Defining Control
For a month’s worth of posts, I (Scott) am critiquing my own past blog posts. I’m viewing this as an experiment in being willing to admit when I’m wrong, change my mind, and to do so publicly.
How do we define control?
Control can, of course, mean many different things. When I refer to things we can legitimately control I'm using "control" to mean something akin to the exercise of responsibility. The things that we (appropriately) control in life are things we have both the permission and the capacity to influence (there are surely other factors, but for our purposes I think these two frame the conversation in such a way as to allow us to go fairly deep fairly quickly).
We become (overly) controlling through distorting one of those two factors: we either falsely believe we are justified in controlling something that isn't ours to influence or we falsely believe we have the capacity to influence when, in fact, we do not.
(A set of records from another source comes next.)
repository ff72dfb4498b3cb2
pub mod types;
pub mod errors;
pub mod middleware;
pub mod clients;

pub use types::*;
pub use errors::{AppError, ErrorCode, AppResult};
pub mod db;
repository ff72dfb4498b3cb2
use std::sync::Arc;

use axum::extract::{Path, Query, State};
use axum::Json;
use serde::Deserialize;
use uuid::Uuid;

use mentora_shared::clients::db::interact;
use mentora_shared::errors::AppResult;
use mentora_shared::types::ApiResponse;

use crate::models::MentorProfile;
use crate::scheduling::availability::{self, VirtualSlot};
use crate::scheduling::PgScheduleStore;
use crate::services::account_service;
use crate::AppState;

// --- GET /mentors/:id ---

pub async fn get_mentor(
    State(state): State<Arc<AppState>>,
    Path(mentor_id): Path<Uuid>,
) -> AppResult<Json<ApiResponse<MentorProfile>>> {
    let mentor =
        interact(&state.db, move |conn| account_service::find_mentor(conn, mentor_id)).await?;
    Ok(Json(ApiResponse::ok(MentorProfile::from(mentor))))
}

// --- GET /mentors/:id/availability ---

#[derive(Debug, Deserialize)]
#[serde(rename_all = "camelCase")]
pub struct AvailabilityQuery {
    pub start_date: Option<String>,
    pub end_date: Option<String>,
}

pub async fn availability(
    State(state): State<Arc<AppState>>,
    Path(mentor_id): Path<Uuid>,
    Query(query): Query<AvailabilityQuery>,
) -> AppResult<Json<ApiResponse<Vec<VirtualSlot>>>> {
    let calendar = state.calendar;
    let slots = interact(&state.db, move |conn| {
        availability::project(
            &mut PgScheduleStore::new(conn),
            &calendar,
            mentor_id,
            query.start_date.as_deref(),
            query.end_date.as_deref(),
        )
    })
    .await?;

    Ok(Json(ApiResponse::ok(slots)))
}
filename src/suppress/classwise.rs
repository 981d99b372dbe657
//! Per-class suppression built on top of the class-agnostic core.
//!
//! Detections are partitioned by `class_id`, each partition is suppressed on
//! its own, and the survivors are merged by descending score. Ties across
//! classes resolve to the lower input index.

use crate::detection::Detection;
use crate::suppress::{rank_key, suppress_indices};
use std::collections::BTreeMap;

/// Groups input indices by class, preserving input order within a class.
pub(crate) fn partition_by_class(detections: &[Detection]) -> BTreeMap<usize, Vec<usize>> {
    let mut groups: BTreeMap<usize, Vec<usize>> = BTreeMap::new();
    for (idx, det) in detections.iter().enumerate() {
        groups.entry(det.class_id).or_default().push(idx);
    }
    groups
}

/// Suppresses one class group and maps the result back to input indices.
pub(crate) fn suppress_group(
    detections: &[Detection],
    group: &[usize],
    iou_threshold: f32,
) -> Vec<usize> {
    let subset: Vec<Detection> = group.iter().map(|&idx| detections[idx]).collect();
    suppress_indices(&subset, iou_threshold)
        .into_iter()
        .map(|local| group[local])
        .collect()
}

/// Orders kept indices by descending score, then by input index.
pub(crate) fn merge_kept(detections: &[Detection], kept: &mut [usize]) {
    kept.sort_by(|&a, &b| {
        rank_key(detections[b].score)
            .total_cmp(&rank_key(detections[a].score))
            .then_with(|| a.cmp(&b))
    });
}

/// Runs greedy NMS independently within each class and returns input indices.
pub fn suppress_per_class_indices(detections: &[Detection], iou_threshold: f32) -> Vec<usize> {
    let mut kept = Vec::new();
    for group in partition_by_class(detections).values() {
        kept.extend(suppress_group(detections, group, iou_threshold));
    }
    merge_kept(detections, &mut kept);
    kept
}

/// Runs greedy NMS independently within each class.
///
/// Detections of different classes never suppress each other. The result is
/// ordered by descending score across all classes.
pub fn suppress_per_class(detections: &[Detection], iou_threshold: f32) -> Vec<Detection> {
    suppress_per_class_indices(detections, iou_threshold)
        .into_iter()
        .map(|idx| detections[idx])
        .collect()
}
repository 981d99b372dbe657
//! Rayon-parallel suppression helpers (feature-gated).
//!
//! A single greedy pass is inherently sequential, so parallelism is applied
//! across independent sets: whole images in a batch, or class partitions.
//! Results are identical to the sequential functions.

use crate::detection::Detection;
use crate::suppress::classwise::{merge_kept, partition_by_class, suppress_group};
use crate::suppress::suppress;
use rayon::prelude::*;

/// Suppresses each detection set of a batch in parallel.
pub fn suppress_batch_par(batch: &[Vec<Detection>], iou_threshold: f32) -> Vec<Vec<Detection>> {
    batch
        .par_iter()
        .map(|detections| suppress(detections, iou_threshold))
        .collect()
}

/// Parallel counterpart of `suppress_per_class_indices`.
pub fn suppress_per_class_indices_par(detections: &[Detection], iou_threshold: f32) -> Vec<usize> {
    let groups: Vec<Vec<usize>> = partition_by_class(detections).into_values().collect();
    let mut kept: Vec<usize> = groups
        .par_iter()
        .flat_map_iter(|group| suppress_group(detections, group, iou_threshold))
        .collect();
    merge_kept(detections, &mut kept);
    kept
}

/// Per-class suppression with class partitions processed in parallel.
pub fn suppress_per_class_par(detections: &[Detection], iou_threshold: f32) -> Vec<Detection> {
    suppress_per_class_indices_par(detections, iou_threshold)
        .into_iter()
        .map(|idx| detections[idx])
        .collect()
}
A substance use disorder represents a distortion of both factors at once. When we say, for instance, that we COULD stop but simply do not want to then we are believing two lies: 1. That the s.u.d. itself does not exercise control over us (and, thus, has given us permission to be in charge) and 2. That we have the capacity to influence our s.u.d.
The same factors apply elsewhere in life. The limits of control are permission and influence and they vary greatly depending on circumstances. These two factors combined let us know whether or not something rightly falls within the realm of what is "ours to do."
My response to me:
I think I agree with this definition- but not so much the example. Substance use does not have unending control over a person- people can change. It requires a focused, dedicated effort and likely to the help and support of a community (be it 12 Step, a counselor, family, friends, whoever).
And so the issue of what we have the “capacity” to influence is an interesting one (at least to me). We may not always have the capacity to make changes to certain things over night- but we can often start moving in the direction of change. For instance, a person might attend an AA meeting for several months before they have some sobriety time. There was real change on display long before the sobriety happened. This person wanted to make a change, sought help, altered their schedule and routine, etc. etc. in order to change how they relate to alcohol.
Or- to refer back to yesterday. If something really tragic happens to us, we may not be able to change our difficult feelings immediately- but perhaps we have some acceptance exercises that we rely on that shift us from something like complete resentment to something resembling peace. We did not have the capacity to “change” the thing that happened, but we did have the capacity to change how we related to the thing that happened.
So we may have the capacity to do a lot more than we think (or a lot more than I once thought).